О Набокове и прочем. Статьи, рецензии, публикации - Николай Мельников
Шрифт:
Интервал:
Закладка:
Перепевая автокомментарии и эстетические декларации набоковской персоны и при этом не желая замечать ни их намеренной эпатажности, ни того, что они не исчерпывают своеобразия многомерной творческой личности писателя (а тем более смыслового потенциала его произведений), М. Шульман оказался во власти общих мест современного набоковедения. Неспособный добавить чего-то существенно нового – хотя бы один штрих! – к творческому портрету Набокова, он топчется на уже вытоптанном пятачке и одаривает нас целой россыпью дешевых трюизмов: «Чистой фактографии в писаниях Набокова нам не найти» (С. 33) [А у любого другого подлинного художника можем?]; «Проза Набокова насквозь лирична» (С. 77); «Набоков стремился изучать не людей, но человека, его позицию в мире, а не в обществе» (С. 82); «Ценность писателя определяется не фактурой изображенных событий и т.п. внелитературных компонентов, – а качеством языка» (С. 185) – и т.д., в духе чеховского персонажа: «Волга впадает…»

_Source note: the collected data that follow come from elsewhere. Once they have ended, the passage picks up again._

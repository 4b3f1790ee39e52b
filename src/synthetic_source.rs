use std::thread;

use chrono::Utc;
use rand::rngs::StdRng;
use rand::seq::SliceRandom;
use rand::{Rng, SeedableRng};

use crate::error::Result;
use crate::packet::Packet;
use crate::source::{IdSequence, Pacing, PacketSource, SourceEvent};

const PROTOCOLS: [&str; 7] = ["HTTP", "HTTPS", "TCP", "UDP", "DNS", "ARP", "ICMP"];
const SOURCES: [&str; 5] = ["192.168.1.10", "10.0.0.1", "172.16.0.5", "8.8.8.8", "1.1.1.1"];
const DESTINATIONS: [&str; 5] = ["192.168.1.1", "10.0.0.10", "172.16.0.1", "8.8.4.4", "1.0.0.1"];

const MIN_FRAME: u32 = 64;
const MAX_FRAME: u32 = 1563;

/// Random traffic drawn from small address and protocol pools.
pub struct SyntheticSource {
    rng: StdRng,
    ids: IdSequence,
    pacing: Option<Pacing>,
    remaining: Option<u64>,
}

impl SyntheticSource {
    pub fn new(seed: Option<u64>) -> Self {
        let rng = match seed {
            Some(seed) => StdRng::seed_from_u64(seed),
            None => StdRng::from_entropy(),
        };

        Self {
            rng,
            ids: IdSequence::new("syn"),
            pacing: None,
            remaining: None,
        }
    }

    pub fn with_pacing(mut self, pacing: Pacing) -> Self {
        self.pacing = Some(pacing);
        self
    }

    /// Stop after `count` packets instead of running forever.
    pub fn with_limit(mut self, count: u64) -> Self {
        self.remaining = Some(count);
        self
    }

    pub fn generate(&mut self) -> Result<Packet> {
        let protocol = *PROTOCOLS.choose(&mut self.rng).unwrap_or(&"TCP");
        let source = *SOURCES.choose(&mut self.rng).unwrap_or(&SOURCES[0]);
        let destination = *DESTINATIONS.choose(&mut self.rng).unwrap_or(&DESTINATIONS[0]);
        let length = self.rng.gen_range(MIN_FRAME..=MAX_FRAME);
        let digest: u32 = self.rng.gen();

        let mut builder = Packet::builder(self.ids.next_id(), protocol, length)
            .captured_at(Utc::now())
            .route(source, destination)
            .payload_digest(format!("0x{:08X}", digest));
        if protocol == "TCP" {
            builder = builder.flags(["SYN", "ACK"]);
        }
        builder.build()
    }

    fn wait(&mut self) {
        if let Some(pacing) = self.pacing {
            let gap = if pacing.min == pacing.max {
                pacing.min
            } else {
                self.rng.gen_range(pacing.min..=pacing.max)
            };
            thread::sleep(gap);
        }
    }
}

impl PacketSource for SyntheticSource {
    fn describe(&self) -> String {
        match self.pacing {
            Some(p) => format!(
                "synthetic traffic ({}-{} ms gaps)",
                p.min.as_millis(),
                p.max.as_millis()
            ),
            None => "synthetic traffic (unpaced)".to_string(),
        }
    }

    fn next_event(&mut self) -> Result<SourceEvent> {
        if let Some(remaining) = self.remaining.as_mut() {
            if *remaining == 0 {
                return Ok(SourceEvent::Exhausted);
            }
            *remaining -= 1;
        }

        self.wait();
        Ok(SourceEvent::Packet(self.generate()?))
    }
}

#[cfg(test)]
mod tests {
    use super::*;

    #[test]
    fn test_generated_packets_are_valid() {
        let mut source = SyntheticSource::new(Some(7));
        for _ in 0..200 {
            let packet = source.generate().unwrap();
            assert!(PROTOCOLS.contains(&packet.protocol()));
            assert!(packet.length() >= MIN_FRAME && packet.length() <= MAX_FRAME);
            assert!(packet.payload_digest().starts_with("0x"));
            if packet.protocol() == "TCP" {
                assert_eq!(packet.flags().len(), 2);
            } else {
                assert!(packet.flags().is_empty());
            }
        }
    }

    #[test]
    fn test_seed_is_reproducible() {
        let mut a = SyntheticSource::new(Some(42));
        let mut b = SyntheticSource::new(Some(42));
        for _ in 0..20 {
            let (pa, pb) = (a.generate().unwrap(), b.generate().unwrap());
            assert_eq!(pa.protocol(), pb.protocol());
            assert_eq!(pa.length(), pb.length());
            assert_eq!(pa.id(), pb.id());
        }
    }

    #[test]
    fn test_limit_exhausts_source() {
        let mut source = SyntheticSource::new(Some(1)).with_limit(3);
        let mut produced = 0;
        while let SourceEvent::Packet(_) = source.next_event().unwrap() {
            produced += 1;
        }
        assert_eq!(produced, 3);
    }
}
use std::fmt;

#[derive(Debug)]
pub enum PeekError {
    ConfigError(String),
    SourceError(String),
    IoError(String),
    ParseError(String),
}

impl fmt::Display for PeekError {
    fn fmt(&self, f: &mut fmt::Formatter<'_>) -> fmt::Result {
        match self {
            PeekError::ConfigError(msg) => write!(f, "Configuration error: {}", msg),
            PeekError::SourceError(msg) => write!(f, "Source error: {}", msg),
            PeekError::IoError(msg) => write!(f, "IO error: {}", msg),
            PeekError::ParseError(msg) => write!(f, "Parse error: {}", msg),
        }
    }
}

impl std::error::Error for PeekError {}

impl From<std::io::Error> for PeekError {
    fn from(err: std::io::Error) -> Self {
        PeekError::IoError(err.to_string())
    }
}

impl From<csv::Error> for PeekError {
    fn from(err: csv::Error) -> Self {
        if err.is_io_error() {
            PeekError::IoError(err.to_string())
        } else {
            PeekError::ParseError(err.to_string())
        }
    }
}

impl From<std::num::ParseIntError> for PeekError {
    fn from(err: std::num::ParseIntError) -> Self {
        PeekError::ParseError(err.to_string())
    }
}

impl From<chrono::ParseError> for PeekError {
    fn from(err: chrono::ParseError) -> Self {
        PeekError::ParseError(err.to_string())
    }
}

impl From<&str> for PeekError {
    fn from(msg: &str) -> Self {
        PeekError::ConfigError(msg.to_string())
    }
}

impl From<String> for PeekError {
    fn from(msg: String) -> Self {
        PeekError::ConfigError(msg)
    }
}

impl From<ctrlc::Error> for PeekError {
    fn from(err: ctrlc::Error) -> Self {
        PeekError::ConfigError(err.to_string())
    }
}

pub type Result<T> = std::result::Result<T, PeekError>;
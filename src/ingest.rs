use std::thread::{self, JoinHandle};

use crossbeam_channel::{Receiver, TryRecvError};
use log::{debug, error, info, warn};
use serde::Serialize;

use crate::controller::{CaptureController, Intake};
use crate::error::{PeekError, Result};
use crate::source::{PacketSource, SourceEvent};

#[derive(Debug, Clone, Default, PartialEq, Eq, Serialize)]
pub struct IngestReport {
    pub source: String,
    pub pulled: u64,
    pub accepted: u64,
    pub evictions: u64,
    pub dropped: u64,
    pub errors: u64,
    pub exhausted: bool,
}

/// Pulls from `source` until it is exhausted, the shutdown channel fires (or
/// its sender goes away), or the source fails `max_consecutive_errors` times
/// in a row. Every packet is offered to the controller, which decides
/// whether it is ingested.
pub fn run_ingest(
    controller: &CaptureController,
    source: &mut dyn PacketSource,
    shutdown: &Receiver<()>,
    max_consecutive_errors: u32,
) -> Result<IngestReport> {
    let mut report = IngestReport {
        source: source.describe(),
        ..Default::default()
    };
    let mut consecutive_errors = 0u32;

    info!("Ingest started from {}", report.source);
    loop {
        match shutdown.try_recv() {
            Ok(()) | Err(TryRecvError::Disconnected) => {
                debug!("Ingest shutdown requested");
                break;
            }
            Err(TryRecvError::Empty) => {}
        }

        match source.next_event() {
            Ok(SourceEvent::Packet(packet)) => {
                consecutive_errors = 0;
                report.pulled += 1;
                match controller.offer(packet) {
                    Intake::Accepted { evicted } => {
                        report.accepted += 1;
                        if evicted {
                            report.evictions += 1;
                        }
                    }
                    Intake::Dropped(_) => report.dropped += 1,
                }
            }
            Ok(SourceEvent::Idle) => consecutive_errors = 0,
            Ok(SourceEvent::Exhausted) => {
                report.exhausted = true;
                info!("Source {} exhausted", report.source);
                break;
            }
            Err(e) => {
                report.errors += 1;
                consecutive_errors += 1;
                warn!("Error reading from {}: {}", report.source, e);
                if consecutive_errors >= max_consecutive_errors {
                    error!(
                        "Giving up on {} after {} consecutive errors",
                        report.source, consecutive_errors
                    );
                    return Err(PeekError::SourceError(format!(
                        "{} failed {} times in a row, last error: {}",
                        report.source, consecutive_errors, e
                    )));
                }
            }
        }
    }

    info!(
        "Ingest finished: {} pulled, {} accepted, {} dropped, {} errors",
        report.pulled, report.accepted, report.dropped, report.errors
    );
    Ok(report)
}

/// Runs [`run_ingest`] on a dedicated thread.
pub fn spawn_ingest(
    controller: CaptureController,
    mut source: Box<dyn PacketSource>,
    shutdown: Receiver<()>,
    max_consecutive_errors: u32,
) -> Result<JoinHandle<Result<IngestReport>>> {
    let handle = thread::Builder::new()
        .name("peek-ingest".to_string())
        .spawn(move || run_ingest(&controller, source.as_mut(), &shutdown, max_consecutive_errors))?;
    Ok(handle)
}
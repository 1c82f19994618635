//! Percent-encoding for parameter values and the inverse formatter.
//!
//! A value containing a delimiter or a framing newline must be quoted by
//! whoever renders the block. The convention is `%` hex-encoding: `%`,
//! `\n`, and the first byte of any delimiter occurrence are escaped by
//! [`escape_value`]; the parser decodes `%XX` sequences with
//! [`unescape_value`] while building `InvocationCall.parameters`, so
//! gadgets always see the intended literal bytes.

use std::collections::BTreeMap;

use super::{Delimiters, InvocationCall};

/// Escapes a parameter value so it cannot collide with the framing.
pub fn escape_value(value: &str, delimiters: &Delimiters) -> String {
    let markers = [
        delimiters.start.as_str(),
        delimiters.arg.as_str(),
        delimiters.end.as_str(),
    ];
    let mut out = String::with_capacity(value.len());
    let mut rest = value;
    'outer: while !rest.is_empty() {
        for marker in markers {
            if !marker.is_empty() && rest.starts_with(marker) {
                // Escaping the first byte breaks the marker; the remainder
                // is then ordinary text.
                let first = marker.as_bytes()[0];
                out.push_str(&format!("%{first:02X}"));
                rest = &rest[1..];
                continue 'outer;
            }
        }
        let ch = match rest.chars().next() {
            Some(c) => c,
            None => break,
        };
        match ch {
            '%' => out.push_str("%25"),
            '\n' => out.push_str("%0A"),
            c => out.push(c),
        }
        rest = &rest[ch.len_utf8()..];
    }
    out
}

/// Decodes `%XX` sequences produced by [`escape_value`]. Sequences that are
/// not two hex digits are kept literal.
pub fn unescape_value(value: &str) -> String {
    let bytes = value.as_bytes();
    let mut out: Vec<u8> = Vec::with_capacity(bytes.len());
    let mut i = 0;
    while i < bytes.len() {
        if bytes[i] == b'%' && i + 3 <= bytes.len() {
            if let Some(hex) = bytes.get(i + 1..i + 3) {
                if let Ok(s) = std::str::from_utf8(hex) {
                    if let Ok(b) = u8::from_str_radix(s, 16) {
                        out.push(b);
                        i += 3;
                        continue;
                    }
                }
            }
        }
        out.push(bytes[i]);
        i += 1;
    }
    String::from_utf8_lossy(&out).into_owned()
}

/// Renders a call back to the wire grammar, escaping parameter values.
///
/// Useful for prompt builders that show the model worked examples, and for
/// tests that feed synthesized streams back through the parser.
pub fn format_invocation(call: &InvocationCall, delimiters: &Delimiters) -> String {
    let mut s = String::new();
    s.push_str(&delimiters.start);
    s.push_str(&call.gadget);
    s.push(':');
    s.push_str(&call.invocation_id);
    if !call.dependencies.is_empty() {
        s.push(':');
        s.push_str(&call.dependencies.join(","));
    }
    s.push('\n');
    for (name, value) in &call.parameters {
        s.push_str(&delimiters.arg);
        s.push_str(name);
        s.push('\n');
        s.push_str(&escape_value(value, delimiters));
        s.push('\n');
    }
    s.push_str(&delimiters.end);
    s
}

/// Convenience for building a call by hand (tests, prompt examples).
pub fn call(
    gadget: &str,
    id: &str,
    dependencies: &[&str],
    parameters: &[(&str, &str)],
) -> InvocationCall {
    InvocationCall {
        gadget: gadget.to_string(),
        invocation_id: id.to_string(),
        dependencies: dependencies.iter().map(|s| s.to_string()).collect(),
        parameters: parameters
            .iter()
            .map(|(k, v)| (k.to_string(), v.to_string()))
            .collect::<BTreeMap<_, _>>(),
        parse_error: None,
        raw_parameter_text: String::new(),
    }
}
//! Executor: resolve a call to a gadget, validate, run under a deadline,
//! and report a classified outcome.
//!
//! The gadget runs on its own task so a panic is trapped and classified as
//! an Execution failure instead of tearing down the session. Every await
//! races the cancellation token.

use std::collections::BTreeMap;
use std::sync::Arc;
use std::time::Duration;

use run_event::ErrorKind;

use crate::error::InvocationError;
use crate::gadget::{GadgetContext, GadgetError, GadgetOutcome, GadgetRegistry};
use crate::parser::InvocationCall;

/// Drives one invocation from resolved call to classified outcome.
#[derive(Clone)]
pub struct Executor {
    registry: Arc<GadgetRegistry>,
    default_timeout: Duration,
}

impl Executor {
    pub fn new(registry: Arc<GadgetRegistry>, default_timeout: Duration) -> Self {
        Self {
            registry,
            default_timeout,
        }
    }

    /// Runs one invocation. All failure modes come back as
    /// [`InvocationError`]; the session itself never fails here.
    pub async fn execute(
        &self,
        call: &InvocationCall,
        params: BTreeMap<String, String>,
        ctx: GadgetContext,
    ) -> Result<GadgetOutcome, InvocationError> {
        let Some(gadget) = self.registry.lookup(&call.gadget) else {
            return Err(InvocationError::unknown(&call.gadget));
        };

        if let Err(message) = gadget.validate(&params) {
            let spec = gadget.spec();
            return Err(InvocationError::validation(format!(
                "{message}\nusage: {}\nexample:\n{}",
                spec.usage_summary(),
                spec.example
            )));
        }

        let deadline = gadget.timeout().unwrap_or(self.default_timeout);
        let cancel = ctx.cancel.clone();

        let handle = tokio::spawn({
            let gadget = Arc::clone(&gadget);
            async move { gadget.execute(params, ctx).await }
        });
        let abort = handle.abort_handle();

        let joined = tokio::select! {
            biased;
            _ = cancel.cancelled() => {
                abort.abort();
                return Err(InvocationError::cancelled());
            }
            joined = tokio::time::timeout(deadline, handle) => joined,
        };

        match joined {
            Err(_elapsed) => {
                abort.abort();
                Err(InvocationError::timeout(deadline))
            }
            Ok(Err(join_error)) => Err(InvocationError::execution(format!(
                "gadget task failed: {join_error}"
            ))),
            Ok(Ok(Err(GadgetError::InvalidArguments(message)))) => Err(InvocationError::new(
                ErrorKind::Validation,
                format!("invalid arguments: {message}"),
            )),
            Ok(Ok(Err(GadgetError::ExecutionFailed(message)))) => {
                Err(InvocationError::execution(message))
            }
            Ok(Ok(Ok(outcome))) => Ok(outcome),
        }
    }
}

#[cfg(test)]
mod tests {
    use super::*;
    use crate::gadget::{EchoGadget, FailGadget, Gadget, GadgetSpec};
    use crate::parser::call;
    use async_trait::async_trait;

    fn registry() -> Arc<GadgetRegistry> {
        let registry = GadgetRegistry::new();
        registry.register(Arc::new(EchoGadget::new())).unwrap();
        registry.register(Arc::new(FailGadget::new())).unwrap();
        Arc::new(registry)
    }

    fn params(pairs: &[(&str, &str)]) -> BTreeMap<String, String> {
        pairs
            .iter()
            .map(|(k, v)| (k.to_string(), v.to_string()))
            .collect()
    }

    #[tokio::test]
    async fn unknown_gadget_classified() {
        let executor = Executor::new(registry(), Duration::from_secs(5));
        let c = call("nope", "a", &[], &[]);
        let err = executor
            .execute(&c, BTreeMap::new(), GadgetContext::detached("a", "nope"))
            .await
            .unwrap_err();
        assert_eq!(err.kind, ErrorKind::Unknown);
    }

    #[tokio::test]
    async fn validation_failure_includes_usage_and_example() {
        let executor = Executor::new(registry(), Duration::from_secs(5));
        let c = call("echo", "a", &[], &[]);
        let err = executor
            .execute(&c, BTreeMap::new(), GadgetContext::detached("a", "echo"))
            .await
            .unwrap_err();
        assert_eq!(err.kind, ErrorKind::Validation);
        assert!(err.message.contains("usage: echo(m)"), "{}", err.message);
        assert!(err.message.contains("example:"), "{}", err.message);
        assert!(err.message.contains("<gadget>echo"), "{}", err.message);
    }

    #[tokio::test]
    async fn case_insensitive_lookup_and_success() {
        let executor = Executor::new(registry(), Duration::from_secs(5));
        let c = call("Echo", "a", &[], &[("m", "hi")]);
        let out = executor
            .execute(&c, params(&[("m", "hi")]), GadgetContext::detached("a", "Echo"))
            .await
            .unwrap();
        assert_eq!(out.text, "hi");
    }

    #[tokio::test]
    async fn gadget_error_classified_execution() {
        let executor = Executor::new(registry(), Duration::from_secs(5));
        let c = call("fail", "x", &[], &[]);
        let err = executor
            .execute(&c, BTreeMap::new(), GadgetContext::detached("x", "fail"))
            .await
            .unwrap_err();
        assert_eq!(err.kind, ErrorKind::Execution);
        assert!(err.message.contains("always fails"), "{}", err.message);
    }

    struct PanickyGadget;

    #[async_trait]
    impl Gadget for PanickyGadget {
        fn name(&self) -> &str {
            "panicky"
        }

        fn spec(&self) -> GadgetSpec {
            GadgetSpec {
                name: "panicky".to_string(),
                description: "panics".to_string(),
                params: vec![],
                example: String::new(),
            }
        }

        async fn execute(
            &self,
            _params: BTreeMap<String, String>,
            _ctx: GadgetContext,
        ) -> Result<GadgetOutcome, GadgetError> {
            panic!("deliberate panic");
        }
    }

    #[tokio::test]
    async fn panic_classified_execution_not_propagated() {
        let reg = GadgetRegistry::new();
        reg.register(Arc::new(PanickyGadget)).unwrap();
        let executor = Executor::new(Arc::new(reg), Duration::from_secs(5));
        let c = call("panicky", "p", &[], &[]);
        let err = executor
            .execute(&c, BTreeMap::new(), GadgetContext::detached("p", "panicky"))
            .await
            .unwrap_err();
        assert_eq!(err.kind, ErrorKind::Execution);
        assert!(err.message.contains("gadget task failed"), "{}", err.message);
    }

    struct NeverGadget;

    #[async_trait]
    impl Gadget for NeverGadget {
        fn name(&self) -> &str {
            "never"
        }

        fn spec(&self) -> GadgetSpec {
            GadgetSpec {
                name: "never".to_string(),
                description: "never returns".to_string(),
                params: vec![],
                example: String::new(),
            }
        }

        fn timeout(&self) -> Option<Duration> {
            Some(Duration::from_millis(30))
        }

        async fn execute(
            &self,
            _params: BTreeMap<String, String>,
            _ctx: GadgetContext,
        ) -> Result<GadgetOutcome, GadgetError> {
            futures::future::pending::<()>().await;
            unreachable!()
        }
    }

    #[tokio::test]
    async fn gadget_timeout_override_wins_over_default() {
        let reg = GadgetRegistry::new();
        reg.register(Arc::new(NeverGadget)).unwrap();
        let executor = Executor::new(Arc::new(reg), Duration::from_secs(3600));
        let c = call("never", "n", &[], &[]);
        let started = std::time::Instant::now();
        let err = executor
            .execute(&c, BTreeMap::new(), GadgetContext::detached("n", "never"))
            .await
            .unwrap_err();
        assert_eq!(err.kind, ErrorKind::Timeout);
        assert!(started.elapsed() < Duration::from_secs(5));
        assert!(err.message.contains("30ms"), "{}", err.message);
    }

    #[tokio::test]
    async fn cancellation_aborts_promptly() {
        let reg = GadgetRegistry::new();
        reg.register(Arc::new(EchoGadget::with_delay(Duration::from_secs(60))))
            .unwrap();
        let executor = Executor::new(Arc::new(reg), Duration::from_secs(3600));
        let c = call("echo", "a", &[], &[("m", "hi")]);
        let ctx = GadgetContext::detached("a", "echo");
        let cancel = ctx.cancel.clone();
        let task = tokio::spawn({
            let executor = executor.clone();
            let p = params(&[("m", "hi")]);
            async move { executor.execute(&c, p, ctx).await }
        });
        tokio::time::sleep(Duration::from_millis(20)).await;
        cancel.cancel();
        let err = task.await.unwrap().unwrap_err();
        assert_eq!(err.kind, ErrorKind::Cancelled);
    }
}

По ходу дела автор «манифеста» (больше смахивающего на плоский панегирик) демонстрирует довольно остроумную систему аргументации – вот вам характерный пример: «…Чтобы доказать это положение, потребовалось бы разлагать самый воздух набоковской прозы. Поэтому мы оставим его голословным» (С. 185) – и допускает множество нелепейших ошибок. Некоторые из них я просто не могу не взять «под критический ноготь» (любимое выражение М. Шульмана). Так, Клэр Куильти совершенно напрасно называется «Джоном Куилти» (С. 152); «Заманиловка» (см.: «Мертвые души», гл. 2) в горячке неряшливого цитирования переименовывается в «Замалеевку» (С. 50); финальная строка набоковского шедевра «Что за ночь с памятью случилось?..» искажается дважды (что не позволяет говорить о нерадивости наборщика): «ни стула, ни постели нет» (С. 153 и 195) вместо «ни тела, ни постели нет». Заявление о том, что «русский перевод “Лолиты” <…> написан необыкновенно скорой рукой, когда автор не особенно задумывался над каждым словом» (С. 107), звучит несколько странно, если вспомнить о качестве перевода и учесть то обстоятельство, что работа над ним длилась, пусть и с перерывами, около двух лет, с 1963 по 1965 год. Да и утверждение, будто все критики русской эмиграции недооценивали Набокова (Сирина) и дружно отказывали ему «в связях с русской традицией» (эта, несколько двусмысленно выраженная мысль М. Шульмана повторяет излюбленный мотив западных набокоедов), также, мягко говоря, не совсем справедливо. Уже рецензенты «Машеньки» причисляли главного героя романа к тургеневскому типу «лишнего человека»; в отзывах на повесть «Соглядатай» уже тогда, в начале тридцатых, не без основания отмечалось, что она написана «в духе Достоевского»; литературовед П. Бицилли в статье «Возрождение аллегории» сравнивал Набокова с Салтыковым-Щедриным; и даже придирчивый Г. Адамович, как ни трепал нервы Владимиру Владимировичу, возводил его литературную генеалогию к Гоголю.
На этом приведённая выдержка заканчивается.